I very rarely agree with the trading ideas of Jim Cramer; however, when I decided to watch an episode of Mad Money last night (watch video here), I found myself in agreement with several key points. Primarily, there are several strong investments right under our noses. As Jim went through his "morning routine," I found myself nodding in agreement to the virtues of an investment in Johnson & Johnson's (JNJ) 3.6% dividend yield, Pepsi's (PEP) massive food and beverage arsenal, or commodity-drop play General Mills (GIS). These stocks all three boast dividend yields of over 3%, have steadily increased payouts over the past 5 years, and have paid concurrent dividends for over twenty-five years. In addition, all three companies boast strong historical earnings and a history of share repurchases.

Run Away from Treasuries

At a time when treasuries, especially 10 year notes, are near historic lows, I believe that it is time for all long-term investors under the age of 65 to completely abandon U.S. government debt. Yes, even with the Eurozone crisis, weak U.S. jobs report, threatened domestic tax-hikes, and talks of a recurring global recession, I believe that the 'security' of Treasuries should be avoided at all cost.

Where To?

Definitely not gold (GLD) or cash. Gold is a bet based solely upon future rampant inflation and cash is a bet based upon rampant deflation and/or a massive stock market crash. I believe that inflation will occur at a significant level over the next decade, at a level high enough to eat away at the purchasing power of cash, but lower than the amount that is already priced-in to gold. I believe that the international markets are too risky for a conservative investor and that growth stocks could easily falter if a persistent global recession strikes. Corporate bonds are intriguing, but if inflation strikes and interest rates rise, they will suffer. Albeit, not as strongly as Treasury notes and bonds.

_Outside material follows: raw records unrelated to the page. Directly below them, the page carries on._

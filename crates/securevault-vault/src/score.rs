//! Security score and audit.
//!
//! The score is advisory. It starts at 100 and loses
//!
//! - 10 points per weak password,
//! - 5 points per stale item (not used within the stale threshold),
//! - 15 points when two-factor authentication is off,
//!
//! floored at 0. Weakness and 2FA come from a [`SecurityPolicy`], so the
//! result is a pure function of store, session, policy and `now`.

use serde::{Deserialize, Serialize};

use crate::clock::DAY_MS;
use crate::model::VaultStore;
use crate::policy::SecurityPolicy;
use crate::session::Session;

/// Default age after which an item counts as stale.
pub const DEFAULT_STALE_AFTER_DAYS: u32 = 90;

const WEAK_PASSWORD_PENALTY: u32 = 10;
const STALE_ITEM_PENALTY: u32 = 5;
const NO_TWO_FACTOR_PENALTY: u32 = 15;

/// Audit recommendation when 2FA is missing and the score is low.
pub const RECOMMEND_TWO_FACTOR: &str = "Enable two-factor authentication";
/// Audit recommendation when the score is low.
pub const RECOMMEND_WEAK_PASSWORDS: &str = "Update weak passwords";
/// Audit recommendation when stale items exist.
pub const RECOMMEND_REVIEW_OLD: &str = "Review and update old vault items";

/// Score below which the audit recommends 2FA and password updates.
pub const AUDIT_THRESHOLD: u8 = 70;

/// The measured inputs that make up a score.
#[derive(Debug, Clone, Copy, PartialEq, Eq, Serialize, Deserialize)]
pub struct ScoreBreakdown {
    pub weak_passwords: usize,
    pub stale_items: usize,
    pub two_factor: bool,
    pub score: u8,
}

/// Result of a security audit.
#[derive(Debug, Clone, PartialEq, Eq, Serialize, Deserialize)]
pub struct AuditReport {
    /// Epoch milliseconds of the audit.
    pub timestamp: i64,
    pub score: u8,
    pub recommendations: Vec<String>,
}

/// Scoring parameters.
#[derive(Debug, Clone, Copy)]
pub struct Scorer {
    stale_after_days: u32,
}

impl Default for Scorer {
    fn default() -> Self {
        Self::new(DEFAULT_STALE_AFTER_DAYS)
    }
}

impl Scorer {
    pub fn new(stale_after_days: u32) -> Self {
        Self { stale_after_days }
    }

    /// Number of password items the policy considers weak.
    pub fn count_weak(&self, store: &VaultStore, policy: &dyn SecurityPolicy) -> usize {
        store
            .all_items()
            .filter_map(|item| item.as_password())
            .filter(|entry| policy.is_weak_password(entry))
            .count()
    }

    /// Number of items across all categories last used before the cutoff.
    pub fn count_stale(&self, store: &VaultStore, now_ms: i64) -> usize {
        let cutoff = now_ms - i64::from(self.stale_after_days) * DAY_MS;
        store
            .all_items()
            .filter(|item| item.last_used < cutoff)
            .count()
    }

    /// Compute the score along with its inputs.
    pub fn breakdown(
        &self,
        store: &VaultStore,
        session: &Session,
        policy: &dyn SecurityPolicy,
        now_ms: i64,
    ) -> ScoreBreakdown {
        let weak_passwords = self.count_weak(store, policy);
        let stale_items = self.count_stale(store, now_ms);
        let two_factor = policy.has_two_factor(session);

        let penalty = saturating_penalty(weak_passwords, WEAK_PASSWORD_PENALTY)
            .saturating_add(saturating_penalty(stale_items, STALE_ITEM_PENALTY))
            .saturating_add(if two_factor { 0 } else { NO_TWO_FACTOR_PENALTY });
        let score = 100u32.saturating_sub(penalty) as u8;

        tracing::debug!(weak_passwords, stale_items, two_factor, score, "computed security score");
        ScoreBreakdown {
            weak_passwords,
            stale_items,
            two_factor,
            score,
        }
    }

    /// Compute the score in `[0, 100]`.
    pub fn compute_score(
        &self,
        store: &VaultStore,
        session: &Session,
        policy: &dyn SecurityPolicy,
        now_ms: i64,
    ) -> u8 {
        self.breakdown(store, session, policy, now_ms).score
    }

    /// Score the vault and list recommendations.
    pub fn audit(
        &self,
        store: &VaultStore,
        session: &Session,
        policy: &dyn SecurityPolicy,
        now_ms: i64,
    ) -> AuditReport {
        let breakdown = self.breakdown(store, session, policy, now_ms);
        let mut recommendations = Vec::new();

        if breakdown.score < AUDIT_THRESHOLD {
            recommendations.push(RECOMMEND_TWO_FACTOR.to_string());
            recommendations.push(RECOMMEND_WEAK_PASSWORDS.to_string());
        }
        if breakdown.stale_items > 0 {
            recommendations.push(RECOMMEND_REVIEW_OLD.to_string());
        }

        tracing::info!(
            score = breakdown.score,
            recommendations = recommendations.len(),
            "security audit complete"
        );
        AuditReport {
            timestamp: now_ms,
            score: breakdown.score,
            recommendations,
        }
    }
}

fn saturating_penalty(count: usize, per_item: u32) -> u32 {
    u32::try_from(count)
        .unwrap_or(u32::MAX)
        .saturating_mul(per_item)
}

#[cfg(test)]
mod tests {
    use super::*;
    use crate::model::{Category, ItemId, ItemKind, NoteEntry, PasswordEntry, VaultItem};
    use crate::policy::StandardPolicy;
    use crate::seed::seed_store;

    const NOW: i64 = 1_700_000_000_000;

    /// Policy with fixed answers.
    struct FixedPolicy {
        weak: bool,
        two_factor: bool,
    }

    impl SecurityPolicy for FixedPolicy {
        fn is_weak_password(&self, _entry: &PasswordEntry) -> bool {
            self.weak
        }

        fn has_two_factor(&self, _session: &Session) -> bool {
            self.two_factor
        }
    }

    fn with_stale_notes(count: usize) -> VaultStore {
        let mut store = seed_store(NOW);
        for i in 0..count {
            store.items_mut(Category::Notes).push(VaultItem {
                id: ItemId(100 + i as i64),
                created_at: None,
                last_used: NOW - 91 * DAY_MS,
                kind: ItemKind::Note(NoteEntry {
                    title: format!("old {i}"),
                    content: String::new(),
                    tags: Vec::new(),
                }),
            });
        }
        store
    }

    #[test]
    fn seed_without_two_factor_scores_85() {
        let store = seed_store(NOW);
        let score = Scorer::default().compute_score(
            &store,
            &Session::new(),
            &StandardPolicy::default(),
            NOW,
        );
        assert_eq!(score, 85);
    }

    #[test]
    fn seed_with_two_factor_scores_100() {
        let store = seed_store(NOW);
        let session = Session::new().with_two_factor(true);
        let score =
            Scorer::default().compute_score(&store, &session, &StandardPolicy::default(), NOW);
        assert_eq!(score, 100);
    }

    #[test]
    fn weak_passwords_cost_ten_each() {
        let store = seed_store(NOW);
        let policy = FixedPolicy {
            weak: true,
            two_factor: true,
        };
        let breakdown = Scorer::default().breakdown(&store, &Session::new(), &policy, NOW);
        assert_eq!(breakdown.weak_passwords, 3);
        assert_eq!(breakdown.score, 70);
    }

    #[test]
    fn stale_boundary_is_exclusive() {
        let mut store = seed_store(NOW);
        store.items_mut(Category::Cards)[0].last_used = NOW - 90 * DAY_MS;
        assert_eq!(Scorer::default().count_stale(&store, NOW), 0);
        store.items_mut(Category::Cards)[0].last_used = NOW - 90 * DAY_MS - 1;
        assert_eq!(Scorer::default().count_stale(&store, NOW), 1);
    }

    #[test]
    fn score_is_monotonic_in_stale_count_and_bounded() {
        let policy = FixedPolicy {
            weak: false,
            two_factor: false,
        };
        let scorer = Scorer::default();
        let mut previous = u8::MAX;
        for stale in 0..40 {
            let score =
                scorer.compute_score(&with_stale_notes(stale), &Session::new(), &policy, NOW);
            assert!(score <= 100);
            assert!(score <= previous);
            previous = score;
        }
        assert_eq!(previous, 0);
    }

    #[test]
    fn audit_recommends_when_low_and_stale() {
        let store = with_stale_notes(4);
        let report =
            Scorer::default().audit(&store, &Session::new(), &StandardPolicy::default(), NOW);
        // 100 - 15 (no 2FA) - 20 (stale)
        assert_eq!(report.score, 65);
        assert_eq!(report.timestamp, NOW);
        assert_eq!(
            report.recommendations,
            [RECOMMEND_TWO_FACTOR, RECOMMEND_WEAK_PASSWORDS, RECOMMEND_REVIEW_OLD]
        );
    }

    #[test]
    fn audit_of_healthy_vault_is_empty() {
        let report = Scorer::default().audit(
            &seed_store(NOW),
            &Session::new().with_two_factor(true),
            &StandardPolicy::default(),
            NOW,
        );
        assert_eq!(report.score, 100);
        assert!(report.recommendations.is_empty());
    }

    #[test]
    fn custom_stale_threshold() {
        let store = seed_store(NOW);
        // Only the five- and seven-day-old seed items are past three days.
        assert_eq!(Scorer::new(3).count_stale(&store, NOW), 2);
    }
}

Domestic Blue-Chips with Dividend Growth

In my opinion, the only logical answer for the long-term conservative investor is to form a complete allocation in domestic blue-chips. High dividend yields are preferred, as these companies will "pay you to wait" for a recovery. Why would anyone choose a 1.52% yield on a 10 year treasury note when Chevron (CVX) is pumping up 3.45%, McDonald's (MCD) is frying up 3.12%, Microsoft (MSFT) is downloading 2.67%, and Target (TGT) is distributing 2.48%. These stocks also provide a bit of inflation protection that Treasuries will not offer. If prices rise across the board, eventually revenues, profits, and finally dividends, will follow.

The American Portfolio Experiment

This is a portfolio that I invite all long-term investors under the age of 65 (I'm assuming those that are 65+ will require guaranteed preservation of capital) to partake in. If you would rather simply observe the results, I will provide updates each month on the process of the portfolio. All dividends will be re-invested and shares will only be traded if a stock achieves unwarranted price appreciation.

With the simple five share portfolio, a typical investor can allocate his or her funds for less than $50 at most discount brokerages. With the ten share version, less than $100 should be required. Initiate a DRIP (dividend re-investment program) for all shares in order to avoid re-investment costs. Trades will only occur if share price experiences extreme gains (locking in gains and moving away from a small yield) or if a company's fundamentals are deteriorating (unlikely to occur from this basket).

5-Share Allocation

The following are my recommendations, and the stocks that will be tracked; however, I will include other options that should provide similar results.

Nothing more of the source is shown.